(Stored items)
---------------

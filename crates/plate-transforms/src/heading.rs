use log::debug;
use serde_json::Value;

use crate::consolidate::try_consolidate_list_nodes;
use crate::core::{Node, Visit};
use crate::error::{or_unchanged, TransformError};
use crate::list::{unwrap_list_range, Remap};
use crate::marks::try_clear_marks;
use crate::schema::{ATTR_LEVEL, BLOCKQUOTE, HEADING, LIST_ITEM, PARAGRAPH};
use crate::style::StyleLookup;
use crate::transform::{Selection, Transform};

pub fn toggle_heading(tr: Transform, level: u8, styles: &dyn StyleLookup) -> Transform {
    or_unchanged("toggle_heading", tr, |tr| try_toggle_heading(tr, level, styles))
}

/// Sets the block at `pos` to a heading of `level`, or back to a paragraph
/// when `level` is `None`.
pub fn set_heading_node(
    tr: Transform,
    pos: usize,
    level: Option<u8>,
    styles: &dyn StyleLookup,
) -> Transform {
    or_unchanged("set_heading_node", tr, |tr| {
        try_set_heading_node(tr, pos, level, styles)
    })
}

fn as_heading(node: Node, level: u8) -> Node {
    match node {
        Node::Element(mut el) if el.kind == PARAGRAPH => {
            el.kind = HEADING.to_string();
            el.attrs.insert(ATTR_LEVEL.to_string(), Value::from(level));
            Node::Element(el)
        }
        other => other,
    }
}

fn try_toggle_heading(
    tr: Transform,
    level: u8,
    styles: &dyn StyleLookup,
) -> Result<Transform, TransformError> {
    let schema = tr.schema();
    if ![HEADING, PARAGRAPH, LIST_ITEM, BLOCKQUOTE]
        .iter()
        .all(|kind| schema.has_node(kind))
    {
        return Ok(tr);
    }
    let Some(selection) = tr.selection() else {
        return Ok(tr);
    };

    let mut demote: Option<bool> = None;
    let mut positions: Vec<usize> = Vec::new();
    tr.doc()
        .nodes_between(selection.from(), selection.to(), |node, pos, parent, _| {
            let Node::Element(el) = node else {
                return Visit::Continue;
            };
            if demote.is_none() {
                let current = el.attrs.get(ATTR_LEVEL).and_then(|v| v.as_u64());
                demote = Some(el.kind == HEADING && current == Some(u64::from(level)));
            }
            if parent.is_some_and(|p| p.kind == LIST_ITEM) {
                return Visit::SkipChildren;
            }
            if schema.is_list_kind(&el.kind)
                || el.kind == PARAGRAPH
                || el.kind == HEADING
                || el.kind == BLOCKQUOTE
            {
                positions.push(pos);
                return Visit::SkipChildren;
            }
            Visit::Continue
        });

    let target = if demote.unwrap_or(false) {
        None
    } else {
        Some(level)
    };
    debug!(
        "toggle_heading: {} block(s) to {target:?}",
        positions.len()
    );
    let mut tr = tr;
    for pos in positions.into_iter().rev() {
        tr = try_set_heading_node(tr, pos, target, styles)?;
    }
    try_consolidate_list_nodes(tr)
}

fn try_set_heading_node(
    tr: Transform,
    pos: usize,
    level: Option<u8>,
    styles: &dyn StyleLookup,
) -> Result<Transform, TransformError> {
    let doc = tr.doc();
    let Some(Node::Element(el)) = doc.node_at(pos).cloned() else {
        return Err(TransformError::NoNodeAt(pos));
    };
    if doc.resolve(pos).is_some_and(|r| r.parent_kind() == LIST_ITEM) {
        return Ok(tr);
    }
    let end = pos + el.content_size() + 2;

    if tr.schema().is_list_kind(&el.kind) {
        let Some(level) = level else {
            return Ok(tr);
        };
        let (from, to) = tr
            .selection()
            .map(|sel| (sel.from(), sel.to()))
            .unwrap_or((pos, end));
        let remap: Remap<'_> = &move |node: Node| as_heading(node, level);
        return unwrap_list_range(tr, pos, from, to, Some(remap));
    }

    if el.kind == HEADING {
        let mut attrs = el.attrs;
        let kind = match level {
            Some(level) => {
                attrs.insert(ATTR_LEVEL.to_string(), Value::from(level));
                HEADING
            }
            None => {
                attrs.remove(ATTR_LEVEL);
                PARAGRAPH
            }
        };
        return tr.set_node_markup(pos, kind, attrs, el.marks);
    }

    let Some(level) = level else {
        return Ok(tr);
    };
    if el.kind != PARAGRAPH && el.kind != BLOCKQUOTE {
        return Ok(tr);
    }

    let saved = tr.selection().cloned();
    let mut tr = tr.set_selection(Selection::text(pos + 1, end - 1))?;
    tr = try_clear_marks(tr, styles)?;
    if let Some(selection) = saved {
        tr = tr.set_selection(selection)?;
    }
    // Clearing can reset an indent override.
    let Some(Node::Element(cleared)) = tr.doc().node_at(pos).cloned() else {
        return Err(TransformError::NoNodeAt(pos));
    };
    let mut attrs = cleared.attrs;
    attrs.insert(ATTR_LEVEL.to_string(), Value::from(level));
    tr.set_node_markup(pos, HEADING, attrs, cleared.marks)
}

---------------

> [YOUR OBJECTIVE] The lines needed are those in the data above that hold the string "Continue"; copy each of them.

> [EXERCISE RESULT]
                return Visit::Continue;
            Visit::Continue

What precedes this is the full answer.